WHAT YOU WILL DO
Some lines below hold "this". Pick them out and copy them.

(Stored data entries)

——————

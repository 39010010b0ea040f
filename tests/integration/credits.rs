use snappr_core::config::{ProtocolKind, SimConfig};
use snappr_core::{NodeId, Port, TimeDelta};
use snappr_sim::ring;

use crate::*;

/// Credit for two 1500-byte packets, 20 ns hops.
fn two_packet_credit(send_credits: bool) -> SimConfig {
    let mut config = config(ProtocolKind::DirectPut, 20_000);
    config.nic.credits = 3_000;
    config.nic.send_credits = send_credits;
    config
}

/// Three packets, two packets of credit: the third leaves only once the
/// switch hands back the first packet's credit as it lands (35000).
#[test]
fn test_third_packet_waits_for_implicit_credit() {
    let mut sim = sim(&two_packet_credit(false));
    let recv = sim.post_recv(NodeId(1), recv_spec(4_500, 0)).unwrap();
    let send = sim.send(send_args(4_500, 0)).unwrap();

    sim.run_until(ps(34_999)).unwrap();
    let tx = sim.endpoint(NodeId(0)).unwrap();
    assert_eq!(tx.nic().stats().ports()[0].packets_sent, 2);
    assert_eq!(tx.nic().credits().available(Port(0)), Some(0));
    assert_eq!(tx.nic().injection().head_offset(Port(0)), Some(3_000));

    sim.run().unwrap();
    assert_eq!(send.completed_at(), Some(ps(50_000)));
    assert_eq!(recv.completed_at(), Some(ps(70_000)));

    let tx = sim.endpoint(NodeId(0)).unwrap();
    assert_eq!(tx.nic().credits().consumed(Port(0)), 0);
    let port = &tx.nic().stats().ports()[0];
    assert_eq!(port.stalled, TimeDelta::from_ps(35_000));
    assert_eq!(port.stalls, 1);
}

/// Same transfer with explicit returns: the receiver sends the credit back
/// over the fabric once the packet is ejected, one more hop.
#[test]
fn test_explicit_credit_return_costs_a_hop() {
    let mut sim = sim(&two_packet_credit(true));
    let recv = sim.post_recv(NodeId(1), recv_spec(4_500, 0)).unwrap();
    let send = sim.send(send_args(4_500, 0)).unwrap();
    sim.run().unwrap();

    assert_eq!(send.completed_at(), Some(ps(70_000)));
    assert_eq!(recv.completed_at(), Some(ps(90_000)));

    let tx = sim.endpoint(NodeId(0)).unwrap();
    assert_eq!(tx.nic().credits().consumed(Port(0)), 0);
    assert_eq!(
        tx.nic().stats().ports()[0].stalled,
        TimeDelta::from_ps(55_000)
    );
}

/// A stalled head holds back everything queued behind it on the port.
#[test]
fn test_stalled_message_blocks_the_next_one() {
    let mut sim = sim(&two_packet_credit(false));
    let first = sim.post_recv(NodeId(1), recv_spec(4_500, 1)).unwrap();
    let second = sim.post_recv(NodeId(1), recv_spec(100, 2)).unwrap();
    sim.send(send_args(4_500, 1)).unwrap();
    sim.send(send_args(100, 2)).unwrap();
    sim.run().unwrap();

    // Second message: one packet right behind the first's tail (50000).
    assert_eq!(first.completed_at(), Some(ps(70_000)));
    assert_eq!(second.completed_at(), Some(ps(71_000)));
}

#[test]
fn test_ports_have_independent_credit() {
    let mut sim = sim(&{
        let mut config = two_packet_credit(false);
        config.nic.num_ports = 2;
        config
    });
    let blocked = sim.post_recv(NodeId(1), recv_spec(4_500, 1)).unwrap();
    let free = sim.post_recv(NodeId(1), recv_spec(100, 2)).unwrap();
    sim.send(send_args(4_500, 1)).unwrap();
    let mut other = send_args(100, 2);
    other.port = Port(1);
    sim.send(other).unwrap();
    sim.run().unwrap();

    assert_eq!(free.completed_at(), Some(ps(21_000)));
    assert_eq!(blocked.completed_at(), Some(ps(70_000)));
}

/// Credit return mode and transport acks are independent: every pairing
/// delivers everything and leaves no credit outstanding.
#[test]
fn test_credit_mode_and_protocol_combinations() {
    for send_credits in [false, true] {
        for protocol in [ProtocolKind::DirectPut, ProtocolKind::Eager] {
            let mut config = config(protocol, 10_000);
            config.nic.credits = 4_500;
            config.nic.send_credits = send_credits;
            config.workload.endpoints = 3;
            config.workload.messages = 5;
            config.workload.message_bytes = 12_345;

            let mut sim = sim(&config);
            let workload = ring(&mut sim, &config.workload).unwrap();
            sim.run().unwrap();

            assert_eq!(workload.incomplete(), 0, "{protocol:?} send_credits={send_credits}");
            for ep in sim.endpoints() {
                assert_eq!(ep.nic().credits().consumed(Port(0)), 0);
                assert!(ep.protocol().send_flows().is_empty());
            }
        }
    }
}
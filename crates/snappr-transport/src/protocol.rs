//! Point-to-point transport protocols.
//!
//! A send goes CREATED -> IN_FLIGHT (flow registered) -> ACKED (request
//! completed, flow removed). The ack is the NIC-level "sent" ack generated
//! when the payload's tail packet finishes injection. There is no retry and
//! no timeout at this layer.

use std::collections::HashMap;
use std::rc::Rc;

use bytes::Bytes;
use snappr_core::config::ProtocolKind;
use snappr_core::{Envelope, FlowId, FlowIdAllocator, MessageKind, NetworkMessage, NodeId, Port, Request, Timestamp};

use crate::datatype::{fill_send_buffer, Datatype};
use crate::error::ProtocolError;
use crate::matching::RecvMatcher;

/// Everything a logical send needs.
#[derive(Debug, Clone)]
pub struct SendArgs {
    pub src: NodeId,
    pub dst: NodeId,
    pub src_rank: i32,
    pub dst_rank: i32,
    pub tag: i32,
    pub comm: u32,
    pub seq: u32,
    pub count: u32,
    pub datatype: Rc<dyn Datatype>,
    /// User send buffer. `None` models the transfer without real data.
    pub buffer: Option<Bytes>,
    pub port: Port,
}

impl SendArgs {
    pub fn envelope(&self) -> Envelope {
        Envelope {
            src_rank: self.src_rank,
            dst_rank: self.dst_rank,
            tag: self.tag,
            comm: self.comm,
            seq: self.seq,
            count: self.count,
            type_size: self.datatype.packed_size(),
            datatype: self.datatype.id(),
        }
    }

    pub fn payload_bytes(&self) -> u64 {
        self.count as u64 * self.datatype.packed_size() as u64
    }

    /// Bytes the user buffer has to cover: `count` elements `extent` apart,
    /// the last one up to the end of its data.
    pub fn buffer_span(&self) -> u64 {
        match self.count {
            0 => 0,
            n => (n as u64 - 1) * self.datatype.extent() as u64 + self.datatype.packed_size() as u64,
        }
    }
}

/// What happened to an incoming message.
#[derive(Debug, Clone)]
pub enum Incoming {
    /// A sent ack completed this send request.
    Acked(Request),
    /// A payload completed this posted receive.
    Matched(Request),
    /// A payload was handed to the matcher as unexpected.
    Unexpected,
}

// ── Send-flow table ───────────────────────────────────────────────────────────

/// Sends awaiting their ack, by flow id.
#[derive(Debug, Default)]
pub struct SendFlows {
    flows: HashMap<FlowId, Request>,
}

impl SendFlows {
    pub fn new() -> Self {
        Self::default()
    }

    pub fn register(&mut self, flow: FlowId, request: Request) -> Result<(), ProtocolError> {
        if self.flows.contains_key(&flow) {
            return Err(ProtocolError::DuplicateFlow { flow });
        }
        self.flows.insert(flow, request);
        Ok(())
    }

    /// Complete and remove the send `ack` acknowledges. A miss is fatal.
    pub fn acknowledge(
        &mut self,
        ack: &NetworkMessage,
        now: Timestamp,
    ) -> Result<Request, ProtocolError> {
        let request = self
            .flows
            .remove(&ack.flow_id())
            .ok_or(ProtocolError::UnknownAck {
                flow: ack.flow_id(),
                from: ack.src(),
            })?;
        request.complete(now);
        tracing::debug!(flow = ack.flow_id().0, kind = %ack.kind(), "send acked");
        Ok(request)
    }

    pub fn contains(&self, flow: FlowId) -> bool {
        self.flows.contains_key(&flow)
    }

    pub fn len(&self) -> usize {
        self.flows.len()
    }

    pub fn is_empty(&self) -> bool {
        self.flows.is_empty()
    }

    /// In-flight flow ids, sorted.
    pub fn in_flight(&self) -> Vec<FlowId> {
        let mut ids: Vec<FlowId> = self.flows.keys().copied().collect();
        ids.sort();
        ids
    }
}

/// Shared receive path: match, finalize, or park as unexpected.
fn deliver_payload(
    msg: NetworkMessage,
    matcher: &mut dyn RecvMatcher,
    now: Timestamp,
) -> Result<Incoming, ProtocolError> {
    match matcher.find_matching_recv(&msg) {
        Some(recv) => {
            let request = recv.request.clone();
            matcher.finalize_recv(&msg, recv, now)?;
            Ok(Incoming::Matched(request))
        }
        None => {
            matcher.buffer_unexpected(msg);
            Ok(Incoming::Unexpected)
        }
    }
}

// ── Protocols ─────────────────────────────────────────────────────────────────

/// Capability set every protocol variant provides.
pub trait TransportProtocol {
    fn name(&self) -> &'static str;

    /// Build the payload for a send and register it as in flight.
    fn start(
        &mut self,
        args: SendArgs,
        request: Request,
        flow_ids: &mut FlowIdAllocator,
        now: Timestamp,
    ) -> Result<NetworkMessage, ProtocolError>;

    /// Dispatch an arrived message by kind.
    fn incoming(
        &mut self,
        msg: NetworkMessage,
        matcher: &mut dyn RecvMatcher,
        now: Timestamp,
    ) -> Result<Incoming, ProtocolError>;

    fn incoming_ack(&mut self, msg: NetworkMessage, now: Timestamp) -> Result<Request, ProtocolError>;

    fn send_flows(&self) -> &SendFlows;
}

/// Remote write carrying the full payload plus placement metadata. The
/// send completes when the sent ack comes back.
#[derive(Debug, Default)]
pub struct DirectPut {
    send_flows: SendFlows,
}

impl TransportProtocol for DirectPut {
    fn name(&self) -> &'static str {
        "direct_put"
    }

    fn start(
        &mut self,
        args: SendArgs,
        request: Request,
        flow_ids: &mut FlowIdAllocator,
        now: Timestamp,
    ) -> Result<NetworkMessage, ProtocolError> {
        if let Some(buffer) = &args.buffer {
            let needed = args.buffer_span();
            if (buffer.len() as u64) < needed {
                return Err(ProtocolError::BufferTooShort {
                    needed,
                    got: buffer.len(),
                });
            }
        }
        let flow = flow_ids.next_id();
        let mut msg = NetworkMessage::new(
            args.src,
            args.dst,
            flow,
            args.payload_bytes(),
            MessageKind::RdmaPutPayload,
        )
        .with_port(args.port)
        .with_envelope(args.envelope())
        .with_ack()
        .started_at(now);
        // The put reads the user buffer in place.
        if let Some(buffer) = args.buffer {
            msg = msg.with_data(buffer);
        }
        self.send_flows.register(flow, request)?;
        tracing::debug!(msg = %msg, "direct put started");
        Ok(msg)
    }

    fn incoming(
        &mut self,
        msg: NetworkMessage,
        matcher: &mut dyn RecvMatcher,
        now: Timestamp,
    ) -> Result<Incoming, ProtocolError> {
        match msg.kind() {
            MessageKind::RdmaPutSentAck => self.incoming_ack(msg, now).map(Incoming::Acked),
            MessageKind::RdmaPutPayload => deliver_payload(msg, matcher, now),
            kind => Err(ProtocolError::UnexpectedKind {
                protocol: self.name(),
                kind,
                flow: msg.flow_id(),
            }),
        }
    }

    fn incoming_ack(&mut self, msg: NetworkMessage, now: Timestamp) -> Result<Request, ProtocolError> {
        self.send_flows.acknowledge(&msg, now)
    }

    fn send_flows(&self) -> &SendFlows {
        &self.send_flows
    }
}

/// The sender packs its buffer into the payload up front and completes on
/// the sent ack.
#[derive(Debug, Default)]
pub struct Eager {
    send_flows: SendFlows,
}

impl TransportProtocol for Eager {
    fn name(&self) -> &'static str {
        "eager"
    }

    fn start(
        &mut self,
        args: SendArgs,
        request: Request,
        flow_ids: &mut FlowIdAllocator,
        now: Timestamp,
    ) -> Result<NetworkMessage, ProtocolError> {
        let packed = match &args.buffer {
            Some(buffer) => Some(fill_send_buffer(buffer, args.count, args.datatype.as_ref())?),
            None => None,
        };
        let flow = flow_ids.next_id();
        let mut msg = NetworkMessage::new(
            args.src,
            args.dst,
            flow,
            args.payload_bytes(),
            MessageKind::Payload,
        )
        .with_port(args.port)
        .with_envelope(args.envelope())
        .with_ack()
        .started_at(now);
        if let Some(packed) = packed {
            msg = msg.with_data(packed);
        }
        self.send_flows.register(flow, request)?;
        tracing::debug!(msg = %msg, "eager send started");
        Ok(msg)
    }

    fn incoming(
        &mut self,
        msg: NetworkMessage,
        matcher: &mut dyn RecvMatcher,
        now: Timestamp,
    ) -> Result<Incoming, ProtocolError> {
        match msg.kind() {
            MessageKind::PayloadSentAck => self.incoming_ack(msg, now).map(Incoming::Acked),
            MessageKind::Payload => deliver_payload(msg, matcher, now),
            kind => Err(ProtocolError::UnexpectedKind {
                protocol: self.name(),
                kind,
                flow: msg.flow_id(),
            }),
        }
    }

    fn incoming_ack(&mut self, msg: NetworkMessage, now: Timestamp) -> Result<Request, ProtocolError> {
        self.send_flows.acknowledge(&msg, now)
    }

    fn send_flows(&self) -> &SendFlows {
        &self.send_flows
    }
}

/// The protocol an endpoint speaks, chosen once at construction.
#[derive(Debug)]
pub enum Protocol {
    DirectPut(DirectPut),
    Eager(Eager),
}

impl Protocol {
    pub fn new(kind: ProtocolKind) -> Self {
        match kind {
            ProtocolKind::DirectPut => Protocol::DirectPut(DirectPut::default()),
            ProtocolKind::Eager => Protocol::Eager(Eager::default()),
        }
    }

    pub fn kind(&self) -> ProtocolKind {
        match self {
            Protocol::DirectPut(_) => ProtocolKind::DirectPut,
            Protocol::Eager(_) => ProtocolKind::Eager,
        }
    }

    fn inner(&self) -> &dyn TransportProtocol {
        match self {
            Protocol::DirectPut(p) => p,
            Protocol::Eager(p) => p,
        }
    }

    fn inner_mut(&mut self) -> &mut dyn TransportProtocol {
        match self {
            Protocol::DirectPut(p) => p,
            Protocol::Eager(p) => p,
        }
    }

    pub fn name(&self) -> &'static str {
        self.inner().name()
    }

    pub fn start(
        &mut self,
        args: SendArgs,
        request: Request,
        flow_ids: &mut FlowIdAllocator,
        now: Timestamp,
    ) -> Result<NetworkMessage, ProtocolError> {
        self.inner_mut().start(args, request, flow_ids, now)
    }

    pub fn incoming(
        &mut self,
        msg: NetworkMessage,
        matcher: &mut dyn RecvMatcher,
        now: Timestamp,
    ) -> Result<Incoming, ProtocolError> {
        self.inner_mut().incoming(msg, matcher, now)
    }

    pub fn incoming_ack(&mut self, msg: NetworkMessage, now: Timestamp) -> Result<Request, ProtocolError> {
        self.inner_mut().incoming_ack(msg, now)
    }

    pub fn send_flows(&self) -> &SendFlows {
        self.inner().send_flows()
    }
}
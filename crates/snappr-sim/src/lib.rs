//! snappr-sim — event-driven simulation of endpoints, NICs and a fabric.

pub mod endpoint;
pub mod error;
pub mod events;
pub mod report;
pub mod sim;
pub mod wire;
pub mod workload;

pub use endpoint::Endpoint;
pub use error::SimError;
pub use events::{Event, EventQueue};
pub use report::{EndpointReport, Report};
pub use sim::{RecvSpec, Simulation};
pub use wire::Wire;
pub use workload::{ring, Workload};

——————

ANSWER SECTION
//! no timeout at this layer.
    /// A sent ack completed this send request.
    /// A payload completed this posted receive.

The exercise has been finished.